News: Dad thankful after son survives fall into Arctic Ocean

Published in the July 16th issue of The Edmonton Sun. News


Dad thankful after son survives fall into Arctic Ocean

LINDA HOANG
Edmonton Sun

The father of a boy who nearly drowned to death in the freezing waters of the Arctic Ocean is thanking Mounties and Stollery Children’s Hospital staff for saving his son.

“My mind was just … I was shaking,” Allen Hikoalok said about receiving the news that his son had nearly drowned to death.

“If the RCMP officers weren’t there, Andrew wouldn’t have survived.”

Hikoalok’s son Andrew Anavilok, 7, was playing with several children at a dock in Cambridge Bay, Nunuvat late last Thursday when he was accidentally pushed into the ocean.

Cambridge Bay RCMP say Anavilok fell to the bottom of the bay 1/3 a drop through about 10 feet of “extreme(ly) cold” water 1/3 went into shock and became unconscious.

That was when Const. Greg Redl dove into the ocean, scooped up Anavilok and brought him to shore.

Const. David Brown then took the boy to the nearby health centre and performed CPR until Anavilok started spewing water and breathing on his own.

But icy water had filled up inside Anavilok’s body, so, deemed in critical condition, he was medivaced to the Stollery Children’s Hospital.

“It was a big scare,” Hikoalok said Thursday. “I’m really, really grateful. I just want to thank the people who helped.”

Those people include the two RCMP officers, as well as the Stollery staff who Hikoalok described as “really, really helpful.”

Hikoalok also credits his supervisor and workers at Hope Bay Mining Ltd., who helped arrange for the father to fly down to Edmonton to be with Anavilok, even assisting Hikoalok and his wife with meals and other expenses when they ran out of pocket money.

Stollery staff pumped the arctic water out of Anavilok’s lungs. Hikoalok was told the cold water was the reason why his son didn’t get brain damage.

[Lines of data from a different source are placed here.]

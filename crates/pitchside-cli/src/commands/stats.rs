//! Stats command - filter the merged table and print summary statistics.

use std::path::PathBuf;

use colored::Colorize;
use pitchside::summary::{
    mean_runs_by_bucket, mean_runs_by_weather_type, median_split,
};
use pitchside::{FilterSpec, Pitchside, Summary};

#[allow(clippy::too_many_arguments)]
pub fn run(
    matches: PathBuf,
    weather: PathBuf,
    seasons: Vec<String>,
    cities: Vec<String>,
    teams: Vec<String>,
    temp_min: Option<f64>,
    temp_max: Option<f64>,
) -> Result<(), Box<dyn std::error::Error>> {
    let pipeline = Pitchside::new(&matches, &weather);
    let prepared = pipeline.prepare()?;
    let records = &prepared.merged.records;

    // Start from the select-all state and narrow by whatever flags were
    // given, mirroring a dashboard sidebar.
    let mut spec = FilterSpec::select_all(records);
    if !seasons.is_empty() {
        spec.seasons = Some(seasons);
    }
    if !cities.is_empty() {
        spec.cities = cities;
    }
    if !teams.is_empty() {
        spec.teams = teams;
    }
    if let Some(lo) = temp_min {
        spec.temp_range.0 = lo;
    }
    if let Some(hi) = temp_max {
        spec.temp_range.1 = hi;
    }

    let rows = spec.apply(records);

    let Some(summary) = Summary::compute(&rows) else {
        // Not an error: the selection legitimately matches nothing.
        println!(
            "{} No data after applying filters. Try expanding your selections.",
            "Note:".yellow().bold()
        );
        return Ok(());
    };

    println!("{}", "Key match & weather overview".cyan().bold());
    println!("  Matches:          {}", summary.matches.to_string().white().bold());
    println!("  Avg total runs:   {:.1}", summary.avg_total_runs);
    println!("  Avg temp (°C):    {:.1}", summary.avg_temp_c);
    match summary.avg_humidity {
        Some(h) => println!("  Avg humidity (%): {:.1}", h),
        None => println!("  Avg humidity (%): N/A"),
    }
    println!();

    println!("{}", "Average total runs by temperature bucket".cyan().bold());
    for bucket in mean_runs_by_bucket(&rows) {
        println!(
            "  {:<16} {:>7.1}  ({} matches)",
            bucket.label,
            bucket.avg_total_runs,
            bucket.matches
        );
    }
    println!();

    let weather_types = mean_runs_by_weather_type(&rows);
    if weather_types.iter().any(|g| g.weather_type != "Unknown") {
        println!("{}", "Average total runs by weather type".cyan().bold());
        for group in &weather_types {
            println!(
                "  {:<16} {:>7.1}  ({} matches)",
                group.weather_type,
                group.avg_total_runs,
                group.matches
            );
        }
        println!();
    }

    if let Some(split) = median_split(&rows) {
        println!("{}", "Quick insights".cyan().bold());
        if let Some(hot) = split.avg_runs_hot_days {
            println!(
                "  Days at or above the median temp ({:.1} °C) averaged {:.1} runs",
                split.median_temp_c, hot
            );
        }
        if let Some(cool) = split.avg_runs_cool_days {
            println!("  Cooler days averaged {:.1} runs", cool);
        }
    }

    Ok(())
}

After a week of recovering at the Stollery, the boy is now fine.

“He’s walking, jumping around, back to his old hyper self,” Hikoalok said.

Redl agrees. The officer got to spend time with a lively Anavilok Thursday when the boy arrived back in Cambridge Bay.

“He’s looking a lot better than the last time I saw him,” Redl said with a laugh.

Hikoalok was denied medical travel back to Nunavut with his wife and son on Thursday.

He flies back home early Friday morning.